Periodic Reporting for period 2 - SOMA (Ultrasound peripheral interface and in-vitro model of human somatosensory system and muscles for motor decoding and restoration of somatic sensations in amputees)
Reporting period: 2021-09-01 to 2023-02-28
Worldwide, the number of people suffering from an arm amputation is estimated to 3 million, but there is a limited regular prosthetic use due also to lack of functionality. The potential of the development of closed-loop neuroprostheses can let SOMA significantly improve the quality of life of people who have suffered from an amputation. The SOMA project wants to develop a completely novel low invasive peripheral interface for restoring natural and multimodal tactile sensations in amputee subjects, with high selectivity and discrimination capabilities. The development of a bio-inspired sensory system, of bio-inspired control strategies and of encoding algorithms for peripheral stimulation aim at significantly improve manipulation capability and user acceptability of the prostheses. The project wants to investigate whether multiple somatic and close-to-natural sensations can be delivered in amputees via focused ultrasound (FUS). An in-depth analysis on animal models has been performed in order to investigate the feasibility of delivering an effective nerve peripheral stimulation through FUS probes. Therefore, the following alternative solutions to Ultrasound for eliciting the PNS were identified and are currently under investigation, i.e. a fully implantable and wireless solution for electrical nerve stimulation, an ultrasonic wireless link through body tissue for communicating with an implanted electrical stimulation system, a still under analysis solution relying on infrared neural stimulation. Promising results were achieved by the gesture recognition approaches based on EMG signals acquired with ultrasound sensors. SOMA will profoundly improve the knowledge of the sensory afferent pathway providing for the first time an in-vitro model of the somatosensory system and muscle. The capability of this artificial skin in producing neural signals consistent with the afferent signals of a real in-vivo counterpart will be verified.

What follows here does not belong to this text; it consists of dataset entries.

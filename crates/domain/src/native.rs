//! Native resource shapes, one module per schema revision.
//!
//! Only the fields the inspector reads are modelled; unknown fields are
//! ignored on decode.

pub mod v1;
pub mod v1alpha1;
pub mod v1beta1;

use serde::{Deserialize, Serialize};

/// Object metadata subset shared by every revision.
#[derive(Debug, Clone, Default, PartialEq, Eq, Serialize, Deserialize)]
#[serde(rename_all = "camelCase")]
pub struct ObjectMeta {
    /// Object name.
    #[serde(default)]
    pub name: String,
    /// Opaque resource version.
    #[serde(default)]
    pub resource_version: Option<String>,
    /// Backend-assigned UID.
    #[serde(default)]
    pub uid: Option<String>,
}

/// List metadata subset.
#[derive(Debug, Clone, Default, PartialEq, Eq, Serialize, Deserialize)]
#[serde(rename_all = "camelCase")]
pub struct ListMeta {
    /// Resource version the listing was served at.
    #[serde(default)]
    pub resource_version: Option<String>,
}

/// Status object returned by the backend for failed requests and `ERROR` frames.
#[derive(Debug, Clone, Default, PartialEq, Eq, Serialize, Deserialize)]
#[serde(rename_all = "camelCase")]
pub struct ApiStatus {
    /// Human-readable failure description.
    #[serde(default)]
    pub message: String,
    /// Machine-readable failure reason.
    #[serde(default)]
    pub reason: String,
    /// HTTP status code.
    #[serde(default)]
    pub code: u16,
}
//! RBAC inspector runtime.

#![forbid(unsafe_code)]

mod inspector_config;

use std::pin::Pin;

use rbac_inspector_application::{BindingWatchService, RoleResolver};
use rbac_inspector_core::{AppError, AppResult};
use rbac_inspector_domain::{ApiVersion, CanonicalBinding};
use rbac_inspector_infrastructure::KubernetesConnection;
use tracing::{info, warn};
use tracing_subscriber::EnvFilter;

use crate::inspector_config::InspectorConfig;

#[tokio::main]
async fn main() -> Result<(), AppError> {
    dotenvy::dotenv().ok();
    init_tracing();

    let config = InspectorConfig::load()?;
    let connection = KubernetesConnection::connect(&config.connection).await?;
    let apis = connection.apis()?;
    let watch_service = BindingWatchService::new(apis.clone());
    let role_resolver = config.resolve_roles.then(|| RoleResolver::new(apis));

    info!(
        host = %config.connection.host,
        resolve_roles = config.resolve_roles,
        list_on_start = config.list_on_start,
        "rbac-inspector started"
    );

    if config.list_on_start {
        log_snapshot(&watch_service).await;
    }

    let result = run_watch(&watch_service, role_resolver.as_ref()).await;
    let active_watches = watch_service.registry().len().await;
    watch_service.stop_all().await;
    info!(active_watches, "rbac-inspector stopped");

    result
}

async fn log_snapshot(watch_service: &BindingWatchService) {
    for version in ApiVersion::all().iter().copied() {
        match watch_service.list(version).await {
            Ok(bindings) => {
                info!(version = %version, count = bindings.len(), "listed cluster role bindings");
                for binding in &bindings {
                    log_binding("listed", binding);
                }
            }
            Err(error) => {
                warn!(version = %version, error = %error, "failed to list cluster role bindings");
            }
        }
    }
}

async fn run_watch(
    watch_service: &BindingWatchService,
    role_resolver: Option<&RoleResolver>,
) -> AppResult<()> {
    let mut stream = watch_service.start().await?;
    info!(watch_id = %stream.watch_id(), "watching cluster role bindings");

    // Created once: a fresh future misses signals raised while none is subscribed.
    let shutdown = tokio::signal::ctrl_c();
    tokio::pin!(shutdown);

    loop {
        let binding = match until_shutdown(shutdown.as_mut(), stream.recv()).await? {
            Interruptible::Completed(Some(binding)) => binding,
            Interruptible::Completed(None) => {
                warn!(watch_id = %stream.watch_id(), "binding stream ended");
                return Ok(());
            }
            Interruptible::Shutdown => break,
        };

        log_binding("observed", &binding);
        if let Some(role_resolver) = role_resolver {
            let resolution = resolve_and_log(role_resolver, &binding);
            let resolved = until_shutdown(shutdown.as_mut(), resolution).await?;
            if matches!(resolved, Interruptible::Shutdown) {
                break;
            }
        }
    }

    info!(watch_id = %stream.watch_id(), "shutdown signal received");
    Ok(())
}

#[derive(Debug)]
enum Interruptible<T> {
    Completed(T),
    Shutdown,
}

async fn until_shutdown<S, F>(
    shutdown: Pin<&mut S>,
    work: F,
) -> AppResult<Interruptible<F::Output>>
where
    S: Future<Output = std::io::Result<()>>,
    F: Future,
{
    tokio::select! {
        output = work => Ok(Interruptible::Completed(output)),
        signal = shutdown => {
            signal.map_err(|error| {
                AppError::Internal(format!("failed to listen for shutdown signal: {error}"))
            })?;
            Ok(Interruptible::Shutdown)
        }
    }
}

fn log_binding(action: &str, binding: &CanonicalBinding) {
    info!(
        action,
        version = %binding.role.version,
        role = %binding.role.name,
        group = binding.group().unwrap_or_default(),
        service_account = binding.service_account().unwrap_or_default(),
        namespace = binding.namespace().unwrap_or_default(),
        user = binding.user().unwrap_or_default(),
        "cluster role binding"
    );
}

async fn resolve_and_log(role_resolver: &RoleResolver, binding: &CanonicalBinding) {
    match role_resolver.resolve_role(&binding.role).await {
        Ok(role) => {
            for rule in &role.rules {
                info!(
                    version = %role.version,
                    role = %role.name,
                    verbs = %rule.verbs.join(","),
                    resources = %rule.resources.join(","),
                    "role rule"
                );
            }
        }
        Err(error) => {
            warn!(
                version = %error.role().version,
                role = %error.role().name,
                error = %error,
                "failed to resolve role"
            );
        }
    }
}

fn init_tracing() {
    let env_filter = EnvFilter::try_from_default_env().unwrap_or_else(|_| EnvFilter::new("info"));

    tracing_subscriber::fmt()
        .with_env_filter(env_filter)
        .with_target(false)
        .compact()
        .init();
}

The mechanical design of the positioning system for the experimental studies on animals was accomplished. The relevant frequency range in the broad spectral range was also defined. Animal experiments to evaluate the US stimulation interface and its efficacy on the PNS were performed. The obtained results have shown that FUS stimulation does not appear to be a reliable method for constituting a useful nerve interface for use in humans and FUS induces functional impairment and structural damage to the peripheral nerve. Therefore, necessary changes in the strategy for the stimulation pathway in the SOMA project were implemented. Stimulation solutions that can provide an innovative and effective alternative to the originally hypothesized FUS were identified and are currently under investigation: 1) a fully implantable and wireless solution for electrical nerve stimulation, 2) an implant for electrically stimulating peripheral nerves that is supplied with energy wirelessly via ultrasound and also exchanges data via ultrasound, 3) a still under analysis solution relying on infrared neural stimulation.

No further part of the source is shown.